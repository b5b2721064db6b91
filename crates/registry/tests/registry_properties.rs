//! Properties that must hold across the whole built-in registry.

use std::collections::HashSet;

use mirrorkit_registry::{
    Error, OsSupport, Registry, normalize_os_version, page_path, script_file_name,
};
use proptest::prelude::*;

#[test]
fn test_every_combination_renders_a_script() {
    let registry = Registry::builtin();
    for combo in registry.combinations() {
        let artifact = registry
            .render(&combo.tool, &combo.mirror, combo.os_version.as_deref())
            .unwrap_or_else(|e| panic!("{combo} failed: {e}"));

        assert!(
            artifact.script().starts_with("#!/bin/bash\n"),
            "{combo} lacks a shebang"
        );
        assert!(artifact.script().lines().count() > 5, "{combo} script is too short");

        let manual_lines = artifact.manual_command().lines().count();
        assert!(
            (1..=5).contains(&manual_lines),
            "{combo} manual command has {manual_lines} lines"
        );
    }
}

#[test]
fn test_rendering_is_deterministic() {
    let registry = Registry::builtin();
    for combo in registry.combinations() {
        let os = combo.os_version.as_deref();
        let first = registry.render(&combo.tool, &combo.mirror, os).unwrap();
        let second = registry.render(&combo.tool, &combo.mirror, os).unwrap();
        assert_eq!(first, second, "{combo} is not deterministic");
    }
}

#[test]
fn test_file_names_and_page_paths_are_injective() {
    let combos = Registry::builtin().combinations();
    let names: HashSet<_> = combos.iter().map(|c| c.script_file_name()).collect();
    let pages: HashSet<_> = combos.iter().map(|c| c.page_path()).collect();
    assert_eq!(names.len(), combos.len());
    assert_eq!(pages.len(), combos.len());
}

#[test]
fn test_count_invariant() {
    let registry = Registry::builtin();
    let expected: usize = registry
        .tools()
        .iter()
        .map(|t| t.mirrors().len() * t.os_support().len().max(1))
        .sum();
    assert_eq!(registry.expected_script_count(), expected);
    assert_eq!(registry.combinations().len(), expected);
    // apt: 4 mirrors x 7 releases, yum: 4 x 4
    assert_eq!(registry.tool("apt").unwrap().script_count(), 28);
    assert_eq!(registry.tool("yum").unwrap().script_count(), 16);
}

#[test]
fn test_os_versions_change_apt_output() {
    let apt = Registry::builtin().tool("apt").unwrap();
    let ubuntu = apt.render_script("aliyun", Some("ubuntu-22.04")).unwrap();
    let debian = apt.render_script("aliyun", Some("debian-12")).unwrap();
    assert_ne!(ubuntu, debian);
    assert!(ubuntu.contains("/ubuntu/ jammy "));
    assert!(debian.contains("/debian/ bookworm "));
}

#[test]
fn test_debian_security_suite_differs_between_10_and_11() {
    let apt = Registry::builtin().tool("apt").unwrap();
    let buster = apt.render_script("tsinghua", Some("debian-10")).unwrap();
    let bullseye = apt.render_script("tsinghua", Some("debian-11")).unwrap();
    assert!(buster.contains("buster/updates"));
    assert!(!buster.contains("buster-security"));
    assert!(bullseye.contains("bullseye-security"));
    assert!(!bullseye.contains("bullseye/updates"));
}

#[test]
fn test_apt_ubuntu_2204_aliyun_uses_jammy_on_all_suites() {
    let script = Registry::builtin()
        .tool("apt")
        .unwrap()
        .render_script("aliyun", Some("ubuntu-22.04"))
        .unwrap();
    let deb_lines: Vec<_> = script.lines().filter(|l| l.starts_with("deb ")).collect();
    assert_eq!(deb_lines.len(), 4);
    for line in deb_lines {
        assert!(line.contains("mirrors.aliyun.com"), "{line}");
        assert!(line.contains(" jammy"), "{line}");
    }
}

#[test]
fn test_yum_repo_file_follows_major_version() {
    let yum = Registry::builtin().tool("yum").unwrap();
    let seven = yum.render_script("aliyun", Some("centos-7")).unwrap();
    let nine = yum.render_script("aliyun", Some("centos-stream-9")).unwrap();
    assert!(seven.contains("https://mirrors.aliyun.com/repo/Centos-7.repo"));
    assert!(seven.contains("sudo yum makecache"));
    assert!(nine.contains("https://mirrors.aliyun.com/repo/Centos-9.repo"));
    assert!(nine.contains("sudo dnf makecache"));
}

#[test]
fn test_config_file_presence() {
    let registry = Registry::builtin();
    for (tool, mirror) in [("npm", "aliyun"), ("docker", "daocloud"), ("cargo", "ustc")] {
        let config = registry
            .tool(tool)
            .unwrap()
            .render_config_file(mirror, None)
            .unwrap();
        assert!(config.is_some(), "{tool} should have a config file");
    }
    let yum = registry
        .tool("yum")
        .unwrap()
        .render_config_file("aliyun", Some("centos-7"))
        .unwrap();
    assert_eq!(yum, None);
}

#[test]
fn test_config_capable_tools() {
    let capable: Vec<_> = Registry::builtin()
        .tools()
        .iter()
        .filter(|t| t.has_config_file())
        .map(|t| t.key())
        .collect();
    assert_eq!(
        capable,
        [
            "npm", "pip", "docker", "maven", "conda", "yarn", "pnpm", "cargo", "gradle", "cran"
        ]
    );
}

#[test]
fn test_npm_aliyun() {
    let artifact = Registry::builtin().render("npm", "aliyun", None).unwrap();
    assert_eq!(
        artifact.manual_command(),
        "npm config set registry https://registry.npmmirror.com"
    );
    assert_eq!(artifact.script_file_name(), "npm-aliyun.sh");
    assert_eq!(artifact.page_path(), "tools/npm/aliyun/");
    assert_eq!(artifact.config_file().map(|c| c.file_name.as_str()), Some(".npmrc"));
}

#[test]
fn test_docker_note_is_carried_into_script() {
    let script = Registry::builtin()
        .tool("docker")
        .unwrap()
        .render_script("aliyun", None)
        .unwrap();
    assert!(script.contains("# Note: Alibaba Cloud issues a personal accelerator address"));
}

#[test]
fn test_invalid_selections_are_errors() {
    let registry = Registry::builtin();
    let apt = registry.tool("apt").unwrap();
    assert_eq!(
        apt.render_script("aliyun", None).unwrap_err(),
        Error::OsVersionRequired {
            tool: "apt".to_string()
        }
    );
    assert!(matches!(
        apt.render_script("aliyun", Some("ubuntu-14.04")),
        Err(Error::UnknownOsVersion { .. })
    ));
    assert!(matches!(
        registry.render("npm", "aliyun", Some("ubuntu-22.04")),
        Err(Error::OsVersionNotSupported { .. })
    ));
    assert!(matches!(
        registry.render("npm", "nowhere", None),
        Err(Error::UnknownMirror { .. })
    ));
    assert!(matches!(
        registry.render("nope", "aliyun", None),
        Err(Error::UnknownTool(_))
    ));
}

#[test]
fn test_mirror_test_urls_resolve() {
    for tool in Registry::builtin().tools() {
        for (key, mirror) in tool.mirrors() {
            let url = mirror
                .test_url()
                .unwrap_or_else(|e| panic!("{}.{key}: {e}", tool.key()));
            assert!(url.starts_with("https://"), "{}.{key}: {url}", tool.key());
        }
    }
}

#[test]
fn test_os_sensitive_tools_are_apt_and_yum() {
    let sensitive: Vec<_> = Registry::builtin()
        .tools()
        .iter()
        .filter(|t| matches!(t.os_support(), OsSupport::RequiresOsVersion(_)))
        .map(|t| t.key())
        .collect();
    assert_eq!(sensitive, ["apt", "yum"]);
}

fn os_key() -> impl Strategy<Value = String> {
    "[a-z]{1,8}(-[a-z]{1,6})?-[0-9]{1,2}(\\.[0-9]{1,2})?"
}

proptest! {
    #[test]
    fn test_page_paths_distinguish_distinct_os_keys(a in os_key(), b in os_key()) {
        prop_assume!(a != b);
        prop_assert_ne!(
            page_path("apt", "aliyun", Some(&a)),
            page_path("apt", "aliyun", Some(&b))
        );
    }

    #[test]
    fn test_file_names_collide_only_on_normalization(a in os_key(), b in os_key()) {
        let same_name = script_file_name("apt", "aliyun", Some(&a))
            == script_file_name("apt", "aliyun", Some(&b));
        prop_assert_eq!(same_name, normalize_os_version(&a) == normalize_os_version(&b));
    }

    #[test]
    fn test_file_names_never_collide_across_mirrors(
        os in os_key(),
        m1 in "[a-z0-9]{1,8}",
        m2 in "[a-z0-9]{1,8}",
    ) {
        prop_assume!(m1 != m2);
        prop_assert_ne!(
            script_file_name("apt", &m1, Some(&os)),
            script_file_name("apt", &m2, Some(&os))
        );
    }

    #[test]
    fn test_any_builtin_combination_renders_identically_twice(index in 0usize..1000) {
        let registry = Registry::builtin();
        let combos = registry.combinations();
        let combo = &combos[index % combos.len()];
        let os = combo.os_version.as_deref();
        prop_assert_eq!(
            registry.render(&combo.tool, &combo.mirror, os).unwrap(),
            registry.render(&combo.tool, &combo.mirror, os).unwrap()
        );
    }
}
//! `scripts/test-matrix.json`: one row per combination for manual testing.

use mirrorkit_registry::{CategoryKey, Combination, Registry, Result};
use serde::Serialize;

/// Label used when a tool is OS-independent
const ALL_SYSTEMS: &str = "All";

/// One combination to test.
#[derive(Debug, Clone, PartialEq, Eq, Serialize)]
#[serde(rename_all = "camelCase")]
#[allow(missing_docs)]
pub struct MatrixRow {
    pub tool: String,
    pub tool_name: String,
    pub mirror: String,
    pub mirror_name: String,
    pub os: Option<String>,
    /// OS label, or `All` for OS-independent tools
    pub os_name: String,
    pub script_file: String,
    pub category: CategoryKey,
}

/// Build rows for `combinations`, resolving names through `registry`.
///
/// # Errors
///
/// Returns an error if a combination names a tool, mirror or OS version the
/// registry does not know.
pub fn test_matrix(registry: &Registry, combinations: &[Combination]) -> Result<Vec<MatrixRow>> {
    combinations
        .iter()
        .map(|combo| {
            let tool = registry.tool(&combo.tool)?;
            let ctx = tool.context(&combo.mirror, combo.os_version.as_deref())?;
            Ok(MatrixRow {
                tool: combo.tool.clone(),
                tool_name: tool.name().to_string(),
                mirror: combo.mirror.clone(),
                mirror_name: ctx.mirror().name.clone(),
                os: combo.os_version.clone(),
                os_name: ctx
                    .os_version()
                    .map_or(ALL_SYSTEMS, |os| os.label)
                    .to_string(),
                script_file: combo.script_file_name(),
                category: tool.category(),
            })
        })
        .collect()
}

#[cfg(test)]
mod tests {
    use super::*;

    #[test]
    fn test_rows_carry_names_and_labels() {
        let registry = Registry::builtin();
        let rows = test_matrix(
            registry,
            &[
                Combination::new("npm", "aliyun", None),
                Combination::new("apt", "aliyun", Some("ubuntu-22.04")),
            ],
        )
        .unwrap();

        assert_eq!(rows[0].os_name, "All");
        assert_eq!(rows[0].os, None);
        assert_eq!(rows[0].mirror_name, "Alibaba Cloud");
        assert_eq!(rows[1].os.as_deref(), Some("ubuntu-22.04"));
        assert_eq!(rows[1].os_name, "Ubuntu 22.04 LTS (Jammy Jellyfish)");
        assert_eq!(rows[1].script_file, "apt-ubuntu2204-aliyun.sh");
    }

    #[test]
    fn test_unknown_combination_is_error() {
        let result = test_matrix(Registry::builtin(), &[Combination::new("npm", "moon", None)]);
        assert!(result.is_err());
    }
}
───
(Problem details):
Track down all lines above with the string "buster" and copy them.

(Finished exercise):
    let buster = apt.render_script("tsinghua", Some("debian-10")).unwrap();
    assert!(buster.contains("buster/updates"));
    assert!(!buster.contains("buster-security"));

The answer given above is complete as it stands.